** Exercise **
Report the count of lines below that include "overrides", without any other text.

[Collected data]
== Segment start ==
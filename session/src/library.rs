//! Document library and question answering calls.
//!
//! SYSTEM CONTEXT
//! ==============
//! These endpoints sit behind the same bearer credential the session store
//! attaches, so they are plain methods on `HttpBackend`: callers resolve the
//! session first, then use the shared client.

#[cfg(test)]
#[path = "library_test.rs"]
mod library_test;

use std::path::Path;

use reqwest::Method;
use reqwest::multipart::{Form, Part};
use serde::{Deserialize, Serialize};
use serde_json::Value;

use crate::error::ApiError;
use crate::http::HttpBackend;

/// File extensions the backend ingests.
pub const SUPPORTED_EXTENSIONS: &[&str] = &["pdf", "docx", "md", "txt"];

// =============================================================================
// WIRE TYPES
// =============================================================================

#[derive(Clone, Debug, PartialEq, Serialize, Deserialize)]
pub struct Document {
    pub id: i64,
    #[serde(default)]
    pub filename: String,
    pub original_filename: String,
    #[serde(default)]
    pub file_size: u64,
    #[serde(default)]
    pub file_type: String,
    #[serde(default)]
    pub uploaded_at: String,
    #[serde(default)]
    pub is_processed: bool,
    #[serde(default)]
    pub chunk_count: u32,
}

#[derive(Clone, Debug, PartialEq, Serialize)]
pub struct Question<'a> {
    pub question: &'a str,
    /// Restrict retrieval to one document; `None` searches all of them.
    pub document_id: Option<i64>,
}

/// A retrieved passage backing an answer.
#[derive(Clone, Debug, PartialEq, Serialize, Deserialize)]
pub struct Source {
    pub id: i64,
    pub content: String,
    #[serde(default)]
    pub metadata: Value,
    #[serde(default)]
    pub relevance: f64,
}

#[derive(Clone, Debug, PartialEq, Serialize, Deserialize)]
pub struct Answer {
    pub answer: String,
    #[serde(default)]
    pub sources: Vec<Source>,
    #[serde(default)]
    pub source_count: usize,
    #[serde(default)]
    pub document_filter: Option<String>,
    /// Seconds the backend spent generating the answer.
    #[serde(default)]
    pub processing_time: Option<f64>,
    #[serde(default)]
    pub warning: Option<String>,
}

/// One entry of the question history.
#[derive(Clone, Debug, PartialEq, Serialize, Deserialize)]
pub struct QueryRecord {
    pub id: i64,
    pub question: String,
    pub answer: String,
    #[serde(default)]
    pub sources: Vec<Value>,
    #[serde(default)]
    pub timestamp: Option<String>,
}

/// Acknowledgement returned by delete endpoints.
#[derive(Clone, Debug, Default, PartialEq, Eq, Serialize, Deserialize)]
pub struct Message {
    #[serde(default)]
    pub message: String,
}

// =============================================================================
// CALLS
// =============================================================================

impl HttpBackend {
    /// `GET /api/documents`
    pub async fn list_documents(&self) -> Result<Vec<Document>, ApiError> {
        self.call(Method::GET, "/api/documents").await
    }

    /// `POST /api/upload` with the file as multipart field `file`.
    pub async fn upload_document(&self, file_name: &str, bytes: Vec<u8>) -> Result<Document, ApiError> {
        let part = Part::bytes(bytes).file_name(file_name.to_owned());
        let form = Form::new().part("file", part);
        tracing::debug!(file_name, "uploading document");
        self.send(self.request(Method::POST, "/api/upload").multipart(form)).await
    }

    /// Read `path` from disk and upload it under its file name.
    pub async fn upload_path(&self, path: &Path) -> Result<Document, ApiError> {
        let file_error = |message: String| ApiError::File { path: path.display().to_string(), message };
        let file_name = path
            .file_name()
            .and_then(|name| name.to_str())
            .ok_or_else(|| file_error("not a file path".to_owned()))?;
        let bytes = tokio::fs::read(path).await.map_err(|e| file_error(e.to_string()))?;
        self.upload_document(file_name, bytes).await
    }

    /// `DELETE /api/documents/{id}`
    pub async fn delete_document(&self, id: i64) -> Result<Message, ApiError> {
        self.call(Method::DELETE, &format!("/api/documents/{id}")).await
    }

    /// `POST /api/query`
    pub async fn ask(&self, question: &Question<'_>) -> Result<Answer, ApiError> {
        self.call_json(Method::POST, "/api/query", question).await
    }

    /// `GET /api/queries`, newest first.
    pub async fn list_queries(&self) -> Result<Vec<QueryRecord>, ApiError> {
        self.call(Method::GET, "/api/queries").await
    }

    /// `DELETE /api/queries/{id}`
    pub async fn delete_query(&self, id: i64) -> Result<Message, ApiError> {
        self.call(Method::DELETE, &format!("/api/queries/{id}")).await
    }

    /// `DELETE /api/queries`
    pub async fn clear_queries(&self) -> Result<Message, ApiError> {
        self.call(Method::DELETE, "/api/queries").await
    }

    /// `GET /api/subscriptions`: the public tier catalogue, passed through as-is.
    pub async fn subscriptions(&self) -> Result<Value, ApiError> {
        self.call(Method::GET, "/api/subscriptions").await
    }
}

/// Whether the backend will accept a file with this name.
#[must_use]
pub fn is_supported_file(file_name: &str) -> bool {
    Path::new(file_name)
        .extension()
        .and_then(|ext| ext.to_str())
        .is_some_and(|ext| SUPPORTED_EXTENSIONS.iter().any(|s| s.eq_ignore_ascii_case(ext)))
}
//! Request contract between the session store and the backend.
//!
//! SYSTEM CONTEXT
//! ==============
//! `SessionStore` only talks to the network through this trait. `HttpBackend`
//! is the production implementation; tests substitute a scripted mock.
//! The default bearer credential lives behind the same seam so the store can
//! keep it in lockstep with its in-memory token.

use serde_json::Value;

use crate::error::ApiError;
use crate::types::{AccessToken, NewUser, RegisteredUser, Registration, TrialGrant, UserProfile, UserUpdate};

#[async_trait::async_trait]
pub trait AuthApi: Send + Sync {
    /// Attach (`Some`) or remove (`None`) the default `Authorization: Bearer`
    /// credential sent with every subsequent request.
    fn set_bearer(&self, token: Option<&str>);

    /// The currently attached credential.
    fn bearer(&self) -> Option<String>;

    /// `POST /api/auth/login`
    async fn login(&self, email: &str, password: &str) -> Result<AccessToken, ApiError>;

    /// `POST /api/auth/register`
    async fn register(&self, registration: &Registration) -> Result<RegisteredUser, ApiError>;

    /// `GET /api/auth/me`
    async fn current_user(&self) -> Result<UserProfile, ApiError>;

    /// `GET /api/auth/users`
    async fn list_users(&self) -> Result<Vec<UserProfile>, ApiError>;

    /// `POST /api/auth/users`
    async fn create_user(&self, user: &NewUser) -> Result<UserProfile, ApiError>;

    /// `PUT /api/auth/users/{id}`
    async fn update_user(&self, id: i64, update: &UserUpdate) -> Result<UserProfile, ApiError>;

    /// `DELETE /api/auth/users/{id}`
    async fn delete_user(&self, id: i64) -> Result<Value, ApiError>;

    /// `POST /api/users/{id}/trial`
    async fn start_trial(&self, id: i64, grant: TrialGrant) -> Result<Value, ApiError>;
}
== Segment end ==
== Segment start ==
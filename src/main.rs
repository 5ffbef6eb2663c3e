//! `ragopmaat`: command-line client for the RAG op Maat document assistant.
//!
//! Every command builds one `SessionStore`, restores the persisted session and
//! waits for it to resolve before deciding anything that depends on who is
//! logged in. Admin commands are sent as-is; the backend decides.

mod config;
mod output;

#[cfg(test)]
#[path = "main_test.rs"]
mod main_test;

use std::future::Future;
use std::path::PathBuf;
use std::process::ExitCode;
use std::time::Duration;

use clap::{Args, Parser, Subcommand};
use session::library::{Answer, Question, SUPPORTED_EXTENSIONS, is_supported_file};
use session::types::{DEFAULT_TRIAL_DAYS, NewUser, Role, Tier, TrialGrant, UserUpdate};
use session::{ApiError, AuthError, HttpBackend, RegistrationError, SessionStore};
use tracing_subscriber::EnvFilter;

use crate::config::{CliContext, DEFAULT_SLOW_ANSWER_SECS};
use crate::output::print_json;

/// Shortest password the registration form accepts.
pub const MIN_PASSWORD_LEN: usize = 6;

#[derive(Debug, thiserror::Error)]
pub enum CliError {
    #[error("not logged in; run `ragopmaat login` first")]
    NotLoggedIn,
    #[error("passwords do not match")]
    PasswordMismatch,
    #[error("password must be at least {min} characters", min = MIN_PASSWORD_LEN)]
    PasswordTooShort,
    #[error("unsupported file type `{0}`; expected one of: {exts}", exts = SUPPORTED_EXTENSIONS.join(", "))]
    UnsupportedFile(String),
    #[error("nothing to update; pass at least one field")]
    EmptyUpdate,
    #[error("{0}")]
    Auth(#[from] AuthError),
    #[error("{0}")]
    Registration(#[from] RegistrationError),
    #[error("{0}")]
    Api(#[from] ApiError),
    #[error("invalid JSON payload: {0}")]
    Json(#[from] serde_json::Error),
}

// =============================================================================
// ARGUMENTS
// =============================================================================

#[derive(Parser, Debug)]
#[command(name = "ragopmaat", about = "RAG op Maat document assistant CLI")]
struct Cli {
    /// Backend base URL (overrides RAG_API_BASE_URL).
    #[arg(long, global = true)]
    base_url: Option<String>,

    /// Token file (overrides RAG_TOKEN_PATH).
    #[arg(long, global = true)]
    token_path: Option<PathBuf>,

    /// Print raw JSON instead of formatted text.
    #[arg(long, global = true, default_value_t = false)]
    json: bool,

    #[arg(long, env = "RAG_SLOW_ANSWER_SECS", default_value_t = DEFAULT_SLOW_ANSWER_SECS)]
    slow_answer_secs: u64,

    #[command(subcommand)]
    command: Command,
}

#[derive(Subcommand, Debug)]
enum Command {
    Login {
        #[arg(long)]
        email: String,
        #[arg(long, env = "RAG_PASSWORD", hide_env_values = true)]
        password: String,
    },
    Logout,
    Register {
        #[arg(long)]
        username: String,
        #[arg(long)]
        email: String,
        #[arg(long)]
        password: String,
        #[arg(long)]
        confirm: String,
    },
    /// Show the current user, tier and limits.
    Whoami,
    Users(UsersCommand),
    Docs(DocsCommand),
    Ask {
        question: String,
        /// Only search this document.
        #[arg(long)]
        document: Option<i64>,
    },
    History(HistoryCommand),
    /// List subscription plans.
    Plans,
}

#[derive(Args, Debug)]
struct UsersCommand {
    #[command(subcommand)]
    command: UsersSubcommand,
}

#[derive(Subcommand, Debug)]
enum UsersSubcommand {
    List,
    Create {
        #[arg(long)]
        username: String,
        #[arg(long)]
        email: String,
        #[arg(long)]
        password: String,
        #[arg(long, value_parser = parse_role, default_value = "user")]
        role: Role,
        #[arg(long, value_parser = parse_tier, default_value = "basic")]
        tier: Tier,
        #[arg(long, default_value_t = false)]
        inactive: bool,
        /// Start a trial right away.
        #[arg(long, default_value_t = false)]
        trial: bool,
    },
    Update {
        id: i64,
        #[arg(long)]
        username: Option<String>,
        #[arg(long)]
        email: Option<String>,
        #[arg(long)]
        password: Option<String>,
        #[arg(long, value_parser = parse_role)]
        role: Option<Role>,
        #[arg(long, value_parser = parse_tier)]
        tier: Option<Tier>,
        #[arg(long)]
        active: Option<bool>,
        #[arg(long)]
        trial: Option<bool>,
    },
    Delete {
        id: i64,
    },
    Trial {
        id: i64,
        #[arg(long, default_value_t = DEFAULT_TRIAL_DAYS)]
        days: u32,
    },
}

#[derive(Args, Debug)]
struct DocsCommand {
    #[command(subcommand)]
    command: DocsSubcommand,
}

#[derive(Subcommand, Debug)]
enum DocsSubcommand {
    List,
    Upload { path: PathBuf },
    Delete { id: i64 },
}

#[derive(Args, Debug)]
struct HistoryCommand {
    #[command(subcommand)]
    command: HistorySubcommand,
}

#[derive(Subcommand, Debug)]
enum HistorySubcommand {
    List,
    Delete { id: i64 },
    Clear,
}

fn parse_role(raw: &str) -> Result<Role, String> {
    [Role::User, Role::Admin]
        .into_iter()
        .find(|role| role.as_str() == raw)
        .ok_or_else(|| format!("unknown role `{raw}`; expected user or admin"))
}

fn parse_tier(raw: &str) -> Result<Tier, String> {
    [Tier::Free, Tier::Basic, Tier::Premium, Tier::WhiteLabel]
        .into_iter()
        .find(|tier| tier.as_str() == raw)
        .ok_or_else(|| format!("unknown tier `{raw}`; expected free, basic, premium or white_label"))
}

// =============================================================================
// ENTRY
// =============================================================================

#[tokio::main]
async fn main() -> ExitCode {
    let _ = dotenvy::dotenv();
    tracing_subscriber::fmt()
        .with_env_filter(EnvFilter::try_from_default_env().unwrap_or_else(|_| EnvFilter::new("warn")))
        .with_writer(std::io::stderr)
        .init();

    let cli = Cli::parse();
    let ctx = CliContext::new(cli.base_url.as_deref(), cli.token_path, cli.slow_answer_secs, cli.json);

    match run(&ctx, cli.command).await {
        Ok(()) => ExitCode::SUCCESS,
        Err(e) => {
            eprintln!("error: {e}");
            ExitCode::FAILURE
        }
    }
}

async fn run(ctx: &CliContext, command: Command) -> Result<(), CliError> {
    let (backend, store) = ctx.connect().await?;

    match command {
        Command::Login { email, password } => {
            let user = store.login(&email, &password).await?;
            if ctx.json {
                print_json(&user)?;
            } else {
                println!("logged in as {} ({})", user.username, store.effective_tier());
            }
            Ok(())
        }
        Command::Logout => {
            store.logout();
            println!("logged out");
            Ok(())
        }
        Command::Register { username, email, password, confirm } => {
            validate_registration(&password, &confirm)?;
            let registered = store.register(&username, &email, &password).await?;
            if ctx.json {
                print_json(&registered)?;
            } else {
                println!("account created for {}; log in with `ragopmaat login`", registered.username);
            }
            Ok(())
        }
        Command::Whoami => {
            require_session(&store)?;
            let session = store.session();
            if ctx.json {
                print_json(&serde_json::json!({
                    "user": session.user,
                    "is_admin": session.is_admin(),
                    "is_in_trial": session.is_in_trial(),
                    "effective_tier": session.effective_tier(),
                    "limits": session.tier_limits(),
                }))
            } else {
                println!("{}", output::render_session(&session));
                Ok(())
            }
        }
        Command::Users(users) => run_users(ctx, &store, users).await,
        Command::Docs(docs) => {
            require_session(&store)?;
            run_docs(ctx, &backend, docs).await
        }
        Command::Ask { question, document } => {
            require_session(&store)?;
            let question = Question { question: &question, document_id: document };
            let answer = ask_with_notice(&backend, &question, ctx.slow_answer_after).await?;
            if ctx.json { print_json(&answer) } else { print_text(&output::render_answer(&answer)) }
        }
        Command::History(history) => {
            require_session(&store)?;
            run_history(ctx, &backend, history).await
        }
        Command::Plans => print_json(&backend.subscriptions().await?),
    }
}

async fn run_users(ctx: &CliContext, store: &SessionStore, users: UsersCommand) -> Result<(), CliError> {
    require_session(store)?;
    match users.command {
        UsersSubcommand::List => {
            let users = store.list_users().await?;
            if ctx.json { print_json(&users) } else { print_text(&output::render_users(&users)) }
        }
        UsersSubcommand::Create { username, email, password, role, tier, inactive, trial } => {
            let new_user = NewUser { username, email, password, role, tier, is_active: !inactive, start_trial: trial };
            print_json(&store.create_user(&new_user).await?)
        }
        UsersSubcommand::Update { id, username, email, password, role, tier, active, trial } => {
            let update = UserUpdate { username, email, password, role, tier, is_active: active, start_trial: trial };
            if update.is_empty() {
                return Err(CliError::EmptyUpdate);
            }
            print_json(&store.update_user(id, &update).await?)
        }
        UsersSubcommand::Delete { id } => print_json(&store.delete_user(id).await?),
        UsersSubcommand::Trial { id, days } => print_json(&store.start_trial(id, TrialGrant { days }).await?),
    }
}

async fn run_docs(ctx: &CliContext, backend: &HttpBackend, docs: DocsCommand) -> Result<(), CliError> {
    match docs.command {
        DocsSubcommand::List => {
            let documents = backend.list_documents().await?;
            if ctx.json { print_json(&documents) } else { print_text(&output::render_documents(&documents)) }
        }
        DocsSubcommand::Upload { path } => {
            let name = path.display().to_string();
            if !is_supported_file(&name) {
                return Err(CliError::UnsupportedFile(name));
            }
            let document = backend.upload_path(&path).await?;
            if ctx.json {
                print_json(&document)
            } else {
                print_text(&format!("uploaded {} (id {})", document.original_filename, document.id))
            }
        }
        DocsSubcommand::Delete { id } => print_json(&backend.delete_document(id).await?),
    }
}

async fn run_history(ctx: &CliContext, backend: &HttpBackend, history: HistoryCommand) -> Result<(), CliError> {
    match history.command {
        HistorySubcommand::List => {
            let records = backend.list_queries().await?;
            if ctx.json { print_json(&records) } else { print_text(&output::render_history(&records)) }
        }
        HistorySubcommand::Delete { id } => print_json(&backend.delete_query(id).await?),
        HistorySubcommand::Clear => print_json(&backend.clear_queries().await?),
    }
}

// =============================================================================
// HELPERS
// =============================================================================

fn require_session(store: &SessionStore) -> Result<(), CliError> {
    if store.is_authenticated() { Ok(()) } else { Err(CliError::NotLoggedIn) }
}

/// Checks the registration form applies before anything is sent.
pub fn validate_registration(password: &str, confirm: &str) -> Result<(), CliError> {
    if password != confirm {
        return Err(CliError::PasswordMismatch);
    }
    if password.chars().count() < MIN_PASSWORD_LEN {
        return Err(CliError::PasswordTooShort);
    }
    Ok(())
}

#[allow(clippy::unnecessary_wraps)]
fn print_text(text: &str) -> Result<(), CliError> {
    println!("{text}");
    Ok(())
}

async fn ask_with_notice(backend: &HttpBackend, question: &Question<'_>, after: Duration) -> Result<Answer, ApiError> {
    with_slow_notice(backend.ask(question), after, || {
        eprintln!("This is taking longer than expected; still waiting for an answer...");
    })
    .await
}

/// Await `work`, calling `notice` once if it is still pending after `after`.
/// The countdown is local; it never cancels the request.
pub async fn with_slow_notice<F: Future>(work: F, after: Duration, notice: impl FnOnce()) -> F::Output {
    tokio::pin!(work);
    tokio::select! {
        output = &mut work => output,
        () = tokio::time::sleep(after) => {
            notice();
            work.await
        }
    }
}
== Segment end ==
** Exercise result **
2